Your assignment: Please tally the lines of the listing that hold the string "KeyTemplate", and reply with that total only.

BEGIN Data for analysis

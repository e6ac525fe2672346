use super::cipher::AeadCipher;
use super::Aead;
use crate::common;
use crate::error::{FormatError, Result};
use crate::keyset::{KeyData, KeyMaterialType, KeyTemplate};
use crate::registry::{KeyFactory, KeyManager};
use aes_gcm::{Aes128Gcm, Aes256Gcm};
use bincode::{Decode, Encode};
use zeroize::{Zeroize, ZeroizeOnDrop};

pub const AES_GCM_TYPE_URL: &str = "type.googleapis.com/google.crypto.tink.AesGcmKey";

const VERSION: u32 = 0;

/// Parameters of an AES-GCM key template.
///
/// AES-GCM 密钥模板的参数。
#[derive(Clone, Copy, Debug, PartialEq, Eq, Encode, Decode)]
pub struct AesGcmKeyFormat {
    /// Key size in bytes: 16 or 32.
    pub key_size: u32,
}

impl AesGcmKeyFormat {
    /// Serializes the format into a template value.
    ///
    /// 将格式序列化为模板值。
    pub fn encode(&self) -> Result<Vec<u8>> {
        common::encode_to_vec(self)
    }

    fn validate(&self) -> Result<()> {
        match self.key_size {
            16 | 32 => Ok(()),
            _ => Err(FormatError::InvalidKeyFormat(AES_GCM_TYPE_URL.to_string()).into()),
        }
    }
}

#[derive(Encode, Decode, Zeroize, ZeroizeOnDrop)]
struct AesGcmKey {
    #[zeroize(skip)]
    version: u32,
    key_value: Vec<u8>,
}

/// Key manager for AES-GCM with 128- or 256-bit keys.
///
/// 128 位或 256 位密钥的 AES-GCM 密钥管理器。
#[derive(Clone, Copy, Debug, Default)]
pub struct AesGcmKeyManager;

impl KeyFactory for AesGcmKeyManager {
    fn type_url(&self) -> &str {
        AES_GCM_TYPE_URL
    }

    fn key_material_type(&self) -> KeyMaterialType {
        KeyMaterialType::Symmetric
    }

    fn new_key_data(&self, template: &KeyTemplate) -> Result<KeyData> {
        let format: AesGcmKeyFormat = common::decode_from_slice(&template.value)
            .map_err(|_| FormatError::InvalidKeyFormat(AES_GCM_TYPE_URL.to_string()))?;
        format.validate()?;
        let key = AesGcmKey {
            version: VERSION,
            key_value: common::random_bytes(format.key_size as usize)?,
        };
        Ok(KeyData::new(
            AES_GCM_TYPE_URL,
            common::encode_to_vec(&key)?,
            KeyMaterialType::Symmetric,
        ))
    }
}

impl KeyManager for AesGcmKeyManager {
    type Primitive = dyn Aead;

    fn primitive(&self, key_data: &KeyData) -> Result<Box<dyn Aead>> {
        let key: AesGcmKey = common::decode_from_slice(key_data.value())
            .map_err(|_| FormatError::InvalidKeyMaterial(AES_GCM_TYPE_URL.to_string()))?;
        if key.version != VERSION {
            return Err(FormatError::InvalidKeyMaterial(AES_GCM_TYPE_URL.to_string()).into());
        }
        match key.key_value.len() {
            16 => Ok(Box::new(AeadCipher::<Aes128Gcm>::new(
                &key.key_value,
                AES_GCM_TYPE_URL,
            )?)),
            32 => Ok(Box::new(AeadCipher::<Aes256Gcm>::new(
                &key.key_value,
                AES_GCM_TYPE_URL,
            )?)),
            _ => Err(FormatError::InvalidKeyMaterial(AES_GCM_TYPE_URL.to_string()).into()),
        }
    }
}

END Data for analysis
BEGIN Data for analysis

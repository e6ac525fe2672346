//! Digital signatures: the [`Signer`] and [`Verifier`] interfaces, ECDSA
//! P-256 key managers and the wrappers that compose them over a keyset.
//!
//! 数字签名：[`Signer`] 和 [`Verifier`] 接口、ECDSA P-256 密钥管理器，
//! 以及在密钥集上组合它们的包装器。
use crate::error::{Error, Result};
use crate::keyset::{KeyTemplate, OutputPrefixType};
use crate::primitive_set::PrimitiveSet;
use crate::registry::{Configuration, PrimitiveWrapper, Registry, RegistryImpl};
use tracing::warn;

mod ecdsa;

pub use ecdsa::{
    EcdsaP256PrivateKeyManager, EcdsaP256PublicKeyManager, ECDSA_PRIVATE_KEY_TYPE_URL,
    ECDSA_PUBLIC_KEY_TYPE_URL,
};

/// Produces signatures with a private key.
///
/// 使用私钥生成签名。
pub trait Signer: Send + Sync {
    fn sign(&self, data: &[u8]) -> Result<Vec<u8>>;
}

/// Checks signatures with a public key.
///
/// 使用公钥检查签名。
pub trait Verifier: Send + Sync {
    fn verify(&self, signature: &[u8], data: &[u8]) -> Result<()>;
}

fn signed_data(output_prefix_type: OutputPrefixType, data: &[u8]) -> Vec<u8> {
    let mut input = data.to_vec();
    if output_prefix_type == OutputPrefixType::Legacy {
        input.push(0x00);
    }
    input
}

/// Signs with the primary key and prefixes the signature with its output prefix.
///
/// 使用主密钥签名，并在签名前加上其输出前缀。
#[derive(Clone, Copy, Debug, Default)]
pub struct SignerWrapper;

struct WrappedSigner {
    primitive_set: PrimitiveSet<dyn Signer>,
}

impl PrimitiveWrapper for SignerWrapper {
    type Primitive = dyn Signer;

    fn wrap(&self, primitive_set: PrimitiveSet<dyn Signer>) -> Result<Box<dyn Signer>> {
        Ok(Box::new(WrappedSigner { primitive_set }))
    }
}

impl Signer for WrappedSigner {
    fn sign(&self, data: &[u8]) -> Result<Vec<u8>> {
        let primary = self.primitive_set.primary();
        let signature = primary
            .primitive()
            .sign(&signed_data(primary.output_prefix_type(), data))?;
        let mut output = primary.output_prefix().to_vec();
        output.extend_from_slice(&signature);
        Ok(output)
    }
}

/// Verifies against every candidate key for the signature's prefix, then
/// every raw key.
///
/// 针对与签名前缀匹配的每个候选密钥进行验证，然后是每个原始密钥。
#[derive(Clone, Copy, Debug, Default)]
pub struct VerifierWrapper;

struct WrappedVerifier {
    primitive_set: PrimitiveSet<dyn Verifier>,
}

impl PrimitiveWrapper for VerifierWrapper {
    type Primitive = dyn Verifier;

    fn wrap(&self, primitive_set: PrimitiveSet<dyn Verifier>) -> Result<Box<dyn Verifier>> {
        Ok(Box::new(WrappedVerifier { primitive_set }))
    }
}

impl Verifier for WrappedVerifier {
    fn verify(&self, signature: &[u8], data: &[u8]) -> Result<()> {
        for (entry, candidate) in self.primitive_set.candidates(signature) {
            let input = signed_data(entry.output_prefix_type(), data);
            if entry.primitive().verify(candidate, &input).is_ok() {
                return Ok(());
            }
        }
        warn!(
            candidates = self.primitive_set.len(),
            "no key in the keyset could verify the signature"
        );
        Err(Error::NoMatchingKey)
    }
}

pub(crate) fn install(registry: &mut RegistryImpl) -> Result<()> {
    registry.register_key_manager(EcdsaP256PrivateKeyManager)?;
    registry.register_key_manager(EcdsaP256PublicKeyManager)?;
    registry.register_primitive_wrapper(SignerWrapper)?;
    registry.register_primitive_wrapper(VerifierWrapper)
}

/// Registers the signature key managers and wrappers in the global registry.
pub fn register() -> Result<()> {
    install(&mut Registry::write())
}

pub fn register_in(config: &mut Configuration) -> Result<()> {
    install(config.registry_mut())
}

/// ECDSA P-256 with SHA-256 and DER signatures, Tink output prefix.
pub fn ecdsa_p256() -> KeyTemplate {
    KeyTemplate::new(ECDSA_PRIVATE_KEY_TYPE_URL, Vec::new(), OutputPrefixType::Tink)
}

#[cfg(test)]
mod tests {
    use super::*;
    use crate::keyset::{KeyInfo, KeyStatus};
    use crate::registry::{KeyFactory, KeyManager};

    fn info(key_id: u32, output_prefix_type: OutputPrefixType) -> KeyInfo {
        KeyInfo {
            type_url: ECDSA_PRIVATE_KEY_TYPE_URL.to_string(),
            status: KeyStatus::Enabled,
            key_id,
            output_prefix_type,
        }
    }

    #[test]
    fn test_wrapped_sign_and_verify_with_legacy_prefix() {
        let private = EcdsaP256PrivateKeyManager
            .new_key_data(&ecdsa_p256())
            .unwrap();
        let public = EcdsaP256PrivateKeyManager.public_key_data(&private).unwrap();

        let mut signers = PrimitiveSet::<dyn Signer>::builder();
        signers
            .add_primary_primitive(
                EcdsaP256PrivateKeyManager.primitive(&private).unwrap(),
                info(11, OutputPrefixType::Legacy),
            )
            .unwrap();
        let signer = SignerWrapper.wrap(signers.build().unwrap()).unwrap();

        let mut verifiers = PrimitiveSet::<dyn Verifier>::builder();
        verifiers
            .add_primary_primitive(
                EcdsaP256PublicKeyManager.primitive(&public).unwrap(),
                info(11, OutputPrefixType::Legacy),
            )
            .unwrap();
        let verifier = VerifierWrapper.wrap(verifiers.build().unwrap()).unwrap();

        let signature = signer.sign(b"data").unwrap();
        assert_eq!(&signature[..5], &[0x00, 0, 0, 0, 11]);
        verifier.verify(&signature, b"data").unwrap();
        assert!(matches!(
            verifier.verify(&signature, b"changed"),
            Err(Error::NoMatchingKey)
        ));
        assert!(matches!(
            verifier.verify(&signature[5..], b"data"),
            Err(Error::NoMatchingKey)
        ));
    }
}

END Data for analysis
BEGIN Data for analysis

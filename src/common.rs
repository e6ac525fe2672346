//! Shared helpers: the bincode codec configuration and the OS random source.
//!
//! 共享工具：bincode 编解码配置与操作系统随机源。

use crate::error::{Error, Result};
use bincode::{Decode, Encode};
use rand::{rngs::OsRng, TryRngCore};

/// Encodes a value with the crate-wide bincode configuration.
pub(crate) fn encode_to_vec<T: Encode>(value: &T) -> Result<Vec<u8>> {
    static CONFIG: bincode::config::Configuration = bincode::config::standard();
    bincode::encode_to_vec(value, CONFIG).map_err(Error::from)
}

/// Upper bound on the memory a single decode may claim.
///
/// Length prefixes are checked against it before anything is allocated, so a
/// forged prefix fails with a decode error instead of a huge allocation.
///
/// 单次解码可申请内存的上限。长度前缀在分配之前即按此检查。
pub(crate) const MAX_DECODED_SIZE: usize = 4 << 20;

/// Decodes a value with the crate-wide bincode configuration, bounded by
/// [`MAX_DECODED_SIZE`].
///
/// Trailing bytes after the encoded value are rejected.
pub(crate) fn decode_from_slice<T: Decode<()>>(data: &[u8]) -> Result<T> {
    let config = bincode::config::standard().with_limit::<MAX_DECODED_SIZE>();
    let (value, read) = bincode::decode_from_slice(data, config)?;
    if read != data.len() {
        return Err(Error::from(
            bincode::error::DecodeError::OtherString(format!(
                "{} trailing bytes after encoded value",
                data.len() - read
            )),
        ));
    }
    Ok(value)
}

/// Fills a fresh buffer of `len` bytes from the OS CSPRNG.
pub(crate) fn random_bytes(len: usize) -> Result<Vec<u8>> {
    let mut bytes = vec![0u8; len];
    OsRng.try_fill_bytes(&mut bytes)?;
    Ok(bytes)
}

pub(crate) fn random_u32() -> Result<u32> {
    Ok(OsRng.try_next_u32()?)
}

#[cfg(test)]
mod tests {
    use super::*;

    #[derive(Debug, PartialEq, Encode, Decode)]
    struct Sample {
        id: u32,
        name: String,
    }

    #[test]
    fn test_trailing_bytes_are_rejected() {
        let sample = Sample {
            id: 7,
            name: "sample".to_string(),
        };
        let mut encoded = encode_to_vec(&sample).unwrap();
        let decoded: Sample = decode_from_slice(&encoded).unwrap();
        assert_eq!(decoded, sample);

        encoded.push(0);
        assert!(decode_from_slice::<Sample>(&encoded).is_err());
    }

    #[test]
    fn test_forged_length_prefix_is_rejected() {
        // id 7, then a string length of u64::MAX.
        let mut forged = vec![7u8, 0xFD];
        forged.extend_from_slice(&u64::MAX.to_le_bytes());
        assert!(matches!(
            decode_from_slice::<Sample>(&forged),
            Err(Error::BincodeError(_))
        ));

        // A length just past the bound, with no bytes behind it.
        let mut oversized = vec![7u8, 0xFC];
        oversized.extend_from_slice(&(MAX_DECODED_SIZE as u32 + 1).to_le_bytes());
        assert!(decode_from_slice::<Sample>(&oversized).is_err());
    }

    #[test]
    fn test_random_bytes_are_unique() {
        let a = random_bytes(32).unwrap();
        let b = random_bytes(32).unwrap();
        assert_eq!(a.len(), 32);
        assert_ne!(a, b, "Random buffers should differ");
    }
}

END Data for analysis

Exercise solution: 5